TWO West Midland funding organisations are coming together to trial a new model for financing business growth in the region.

ART Business Loans is joining forces with peer to business lender ThinCats to pilot a unique scheme – in effect a mini regional growth fund – aimed at raising £500,000 to support the development of local firms.

The move is designed to improve access to finance for SMEs in the region, enabling them to create and preserve jobs.

Based at Innovation Birmingham Campus in Aston, ART lends £10,000 to £150,000 to businesses unable to access the finance they need from the banks.  

Working with Tamworth-based peer lending platform ThinCats, it is pioneering a new approach to raising money to lend on to businesses. The usual model is that investors choose individual businesses in which to invest through ThinCats.  

ThinCats founder Kevin Caley has dubbed the platform ‘Community Chest’, claiming it is the UK’s first peer-to-peer funding offer for good causes such as social enterprises.

The initiative is part of ART’s continued planned expansion to meet the finance needs of growing West Midland businesses.

The new proposition echoes comments made by ART chief executive Steve Walker earlier this year when he said funding bodies were being encouraged to seek finance locally.

The move follows a third record year of loan delivery by ART in 2015/16.

“We have seen an increase in applications in the first quarter of this financial year, with loans delivered in excess of £900,000,” said Mr Walker.

“We fully expect to see further increased demand in the months ahead.”

ART Business Loans, a social enterprise and member of Responsible Finance, has worked with other Responsible Finance members across the UK to develop the ThinCats Community Chest offer.  

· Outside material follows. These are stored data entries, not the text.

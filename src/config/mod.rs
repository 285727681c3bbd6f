//! Configuration module for erd-stream
//!
//! A session is described by one TOML file that is loaded and validated once,
//! then shared read-only (`Arc<SessionConfig>`) by every component.
//!
//! # Example
//!
//! ```toml
//! sampling_freq = 500.0
//! epoch_pre_stimulus_seconds = 2.0
//! epoch_post_stimulus_seconds = 2.0
//! bandpass_low = 8.0
//! bandpass_high = 13.0
//! focus_channels_indices = [7, 39, 42, 11]
//! focus_markers = ["S  1", "S  2"]
//!
//! [marker_labels]
//! "S  1" = "thumb"
//! "S  2" = "index"
//!
//! [source]
//! kind = "live"
//! host = "169.254.1.147"
//! port = 51244
//! ```
//!
//! # Data Location
//!
//! When `persistence.output_dir` is unset, sessions are written below the
//! platform data directory:
//! - **Linux**: `~/.local/share/erd-stream/sessions/`
//! - **macOS**: `~/Library/Application Support/erd-stream/sessions/`
//! - **Windows**: `%APPDATA%\erd-stream\sessions\`

pub mod settings;

pub use settings::*;

use crate::error::{ErdError, Result};
use crate::types::{ErdMethod, StreamInfo, WindowScale};
use serde::{Deserialize, Serialize};
use std::collections::BTreeMap;
use std::path::{Path, PathBuf};

/// Application identifier for data directories
pub const APP_ID: &str = "erd-stream";

/// Default TOML file looked up when no path is given
pub const DEFAULT_CONFIG_FILE: &str = "erd-stream.toml";

/// Minimum history the buffer keeps regardless of epoch length
pub const MIN_RETENTION_SECONDS: f64 = 10.0;

/// Retention multiple of the epoch length
pub const RETENTION_EPOCH_FACTOR: f64 = 1.5;

/// Default broadcast port
pub const DEFAULT_BROADCAST_PORT: u16 = 50000;

/// Get the application data directory path
pub fn app_data_dir() -> Option<PathBuf> {
    dirs_next::data_dir().map(|p| p.join(APP_ID))
}

/// Session configuration consumed by every pipeline component.
#[derive(Debug, Clone, PartialEq, Serialize, Deserialize)]
#[serde(default)]
pub struct SessionConfig {
    /// Expected sampling rate in Hz; must match the source
    pub sampling_freq: f64,
    /// Baseline length before each marker
    pub epoch_pre_stimulus_seconds: f64,
    /// Analysis length from each marker on
    pub epoch_post_stimulus_seconds: f64,
    /// Band-pass low cutoff in Hz
    pub bandpass_low: f64,
    /// Band-pass high cutoff in Hz
    pub bandpass_high: f64,
    /// Butterworth order
    pub filter_order: usize,
    /// Expected channel names; empty adopts the source's names
    pub channel_names: Vec<String>,
    /// Channels reported in results; empty means all channels
    pub focus_channels_indices: Vec<usize>,
    /// Metric computed for each marker
    pub method: ErdMethod,
    /// Moving-window length in samples
    pub moving_average_window_size: usize,
    pub moving_window_scale: WindowScale,
    /// Marker descriptions that trigger an epoch; empty accepts all
    pub focus_markers: Vec<String>,
    /// Category label per marker description
    pub marker_labels: BTreeMap<String, String>,
    /// Explicit buffer retention; derived from the epoch length when unset
    pub buffer_retention_seconds: Option<f64>,
    /// Extra history kept beyond the epoch length
    pub buffer_safety_margin_seconds: f64,
    pub broadcast_enabled: bool,
    pub broadcast_host: String,
    pub broadcast_port: u16,
    /// Outgoing records queued per consumer before it is dropped
    pub broadcast_queue_capacity: usize,
    pub source: SourceSettings,
    pub persistence: PersistenceSettings,
    pub logging: LoggingSettings,
}

impl Default for SessionConfig {
    fn default() -> Self {
        Self {
            sampling_freq: 500.0,
            epoch_pre_stimulus_seconds: 2.0,
            epoch_post_stimulus_seconds: 2.0,
            bandpass_low: 8.0,
            bandpass_high: 13.0,
            filter_order: 5,
            channel_names: Vec::new(),
            focus_channels_indices: Vec::new(),
            method: ErdMethod::BandpassPower,
            moving_average_window_size: 100,
            moving_window_scale: WindowScale::Percent,
            focus_markers: Vec::new(),
            marker_labels: BTreeMap::new(),
            buffer_retention_seconds: None,
            buffer_safety_margin_seconds: 1.0,
            broadcast_enabled: true,
            broadcast_host: "127.0.0.1".to_string(),
            broadcast_port: DEFAULT_BROADCAST_PORT,
            broadcast_queue_capacity: 64,
            source: SourceSettings::default(),
            persistence: PersistenceSettings::default(),
            logging: LoggingSettings::default(),
        }
    }
}

impl SessionConfig {
    /// Load and validate a configuration file
    pub fn load(path: impl AsRef<Path>) -> Result<Self> {
        let path = path.as_ref();
        let content = std::fs::read_to_string(path).map_err(|e| {
            ErdError::Config(format!("Failed to read config file {:?}: {}", path, e))
        })?;

        let config = Self::from_toml(&content)
            .map_err(|e| e.with_context(format!("Invalid config file {:?}", path)))?;
        Ok(config)
    }

    /// Parse and validate configuration text
    pub fn from_toml(content: &str) -> Result<Self> {
        let config: Self = toml::from_str(content)
            .map_err(|e| ErdError::Config(format!("Failed to parse config: {}", e)))?;
        config.validate()?;
        Ok(config)
    }

    /// Load a configuration file, returning defaults if it does not exist
    pub fn load_or_default(path: impl AsRef<Path>) -> Result<Self> {
        let path = path.as_ref();
        if !path.exists() {
            tracing::info!("No config at {:?}, using defaults", path);
            return Ok(Self::default());
        }
        Self::load(path)
    }

    /// Save the configuration as TOML
    pub fn save(&self, path: impl AsRef<Path>) -> Result<()> {
        let path = path.as_ref();
        let content = toml::to_string_pretty(self)
            .map_err(|e| ErdError::Serialization(format!("Failed to serialize config: {}", e)))?;

        std::fs::write(path, content).map_err(|e| {
            ErdError::Config(format!("Failed to write config file {:?}: {}", path, e))
        })
    }

    /// Check internal consistency. Stream-dependent checks happen in
    /// [`SessionConfig::bind_stream`].
    pub fn validate(&self) -> Result<()> {
        let fs = self.sampling_freq;
        if !(fs.is_finite() && fs > 0.0) {
            return Err(ErdError::Config(format!(
                "sampling_freq must be positive, got {}",
                fs
            )));
        }
        if !(self.epoch_pre_stimulus_seconds > 0.0 && self.epoch_post_stimulus_seconds > 0.0) {
            return Err(ErdError::Config(
                "epoch_pre_stimulus_seconds and epoch_post_stimulus_seconds must be positive"
                    .to_string(),
            ));
        }
        if self.pre_samples() == 0 || self.post_samples() == 0 {
            return Err(ErdError::Config(format!(
                "Epoch segments are shorter than one sample at {} Hz",
                fs
            )));
        }
        if !(self.bandpass_low > 0.0
            && self.bandpass_low < self.bandpass_high
            && self.bandpass_high < fs / 2.0)
        {
            return Err(ErdError::Config(format!(
                "Band {}-{} Hz must satisfy 0 < low < high < Nyquist ({} Hz)",
                self.bandpass_low,
                self.bandpass_high,
                fs / 2.0
            )));
        }
        if !(1..=10).contains(&self.filter_order) {
            return Err(ErdError::Config(format!(
                "filter_order must be between 1 and 10, got {}",
                self.filter_order
            )));
        }
        if !self.channel_names.is_empty() {
            self.check_focus_indices(self.channel_names.len())?;
        }
        if self.method == ErdMethod::MovingWindow {
            let w = self.moving_average_window_size;
            if w == 0 || w > self.post_samples() {
                return Err(ErdError::Config(format!(
                    "moving_average_window_size must be in 1..={} samples, got {}",
                    self.post_samples(),
                    w
                )));
            }
        }
        if !self.marker_labels.is_empty() {
            let missing: Vec<&str> = self
                .focus_markers
                .iter()
                .filter(|m| !self.marker_labels.contains_key(*m))
                .map(String::as_str)
                .collect();
            if !missing.is_empty() {
                return Err(ErdError::Config(format!(
                    "marker_labels has no entry for focus markers {:?}",
                    missing
                )));
            }
        }
        if let Some(seconds) = self.buffer_retention_seconds {
            if !(seconds.is_finite() && seconds > 0.0) {
                return Err(ErdError::Config(format!(
                    "buffer_retention_seconds must be positive, got {}",
                    seconds
                )));
            }
        }
        if self.buffer_safety_margin_seconds < 0.0 {
            return Err(ErdError::Config(
                "buffer_safety_margin_seconds must not be negative".to_string(),
            ));
        }
        if self.broadcast_queue_capacity == 0 || self.persistence.queue_capacity == 0 {
            return Err(ErdError::Config(
                "Queue capacities must be at least 1".to_string(),
            ));
        }
        if let SourceSettings::Emulated { speed, .. } = &self.source {
            if !(speed.is_finite() && *speed >= 0.0) {
                return Err(ErdError::Config(format!(
                    "Emulated speed must be >= 0, got {}",
                    speed
                )));
            }
        }
        Ok(())
    }

    fn check_focus_indices(&self, channel_count: usize) -> Result<()> {
        if let Some(bad) = self
            .focus_channels_indices
            .iter()
            .find(|&&i| i >= channel_count)
        {
            return Err(ErdError::Config(format!(
                "Focus channel index {} out of range for {} channels",
                bad, channel_count
            )));
        }
        Ok(())
    }

    /// Reconcile the configuration with what the source reports.
    ///
    /// Returns the effective channel names.
    pub fn bind_stream(&self, info: &StreamInfo) -> Result<Vec<String>> {
        if (info.sample_rate - self.sampling_freq).abs() > 1e-6 {
            return Err(ErdError::Config(format!(
                "Source samples at {} Hz but sampling_freq is {} Hz",
                info.sample_rate, self.sampling_freq
            )));
        }
        if info.channel_count() == 0 {
            return Err(ErdError::Config("Source reports no channels".to_string()));
        }
        if !self.channel_names.is_empty() && self.channel_names.len() != info.channel_count() {
            return Err(ErdError::Config(format!(
                "Configured {} channel names but source has {} channels",
                self.channel_names.len(),
                info.channel_count()
            )));
        }
        self.check_focus_indices(info.channel_count())?;

        if self.channel_names.is_empty() {
            Ok(info.channel_names.clone())
        } else {
            if self.channel_names != info.channel_names {
                tracing::warn!("Configured channel names differ from the source's; using configured names");
            }
            Ok(self.channel_names.clone())
        }
    }

    /// Baseline length in samples
    pub fn pre_samples(&self) -> usize {
        (self.epoch_pre_stimulus_seconds * self.sampling_freq).round() as usize
    }

    /// Post-stimulus length in samples
    pub fn post_samples(&self) -> usize {
        (self.epoch_post_stimulus_seconds * self.sampling_freq).round() as usize
    }

    pub fn epoch_samples(&self) -> usize {
        self.pre_samples() + self.post_samples()
    }

    pub fn safety_margin_samples(&self) -> usize {
        (self.buffer_safety_margin_seconds * self.sampling_freq).ceil() as usize
    }

    /// Smallest retention that can serve every marker: `pre + post + margin`.
    pub fn required_retention_samples(&self) -> usize {
        self.epoch_samples() + self.safety_margin_samples()
    }

    /// Ring buffer capacity in samples per channel.
    pub fn retention_samples(&self) -> usize {
        match self.buffer_retention_seconds {
            Some(seconds) => ((seconds * self.sampling_freq).ceil() as usize).max(1),
            None => {
                let base = (MIN_RETENTION_SECONDS * self.sampling_freq)
                    .max(RETENTION_EPOCH_FACTOR * self.epoch_samples() as f64);
                base.ceil() as usize + self.safety_margin_samples()
            }
        }
    }

    /// Focus channel indices for a stream with `channel_count` channels
    pub fn focus_indices(&self, channel_count: usize) -> Vec<usize> {
        if self.focus_channels_indices.is_empty() {
            (0..channel_count).collect()
        } else {
            self.focus_channels_indices.clone()
        }
    }

    /// Whether a marker description should open an epoch
    pub fn accepts_marker(&self, description: &str) -> bool {
        self.focus_markers.is_empty() || self.focus_markers.iter().any(|m| m == description)
    }

    /// Category a marker description is aggregated under
    pub fn category<'a>(&'a self, description: &'a str) -> &'a str {
        self.marker_labels
            .get(description)
            .map(String::as_str)
            .unwrap_or(description)
    }

    /// Directory session files are written to
    pub fn output_dir(&self) -> PathBuf {
        self.persistence.output_dir.clone().unwrap_or_else(|| {
            app_data_dir()
                .map(|p| p.join("sessions"))
                .unwrap_or_else(|| PathBuf::from("sessions"))
        })
    }
}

Under the pilot scheme, investors will have the opportunity to make a loan to ART for a five-year term, which will benefit from Community Investment Tax Relief at a rate of 5% p.a. of the amount lent for five years.  

Mr Walker said the two bodies had striven to make the proposition as attractive as possible to investors.

In a win-win scenario, investors stand to make a return of 8.2% per annum for a higher rate tax payer, with the social benefit of helping to support jobs in the local economy.  

All of the money raised will be lent to businesses in the West Midlands.

Mr Caley, who chairs ThinCats, said: “Community Chest is breaking new ground by providing a unique and tax-efficient way of investing in P2P, which I believe will be popular with investors, while delivering a vital new route to funding for social enterprise right across the UK.”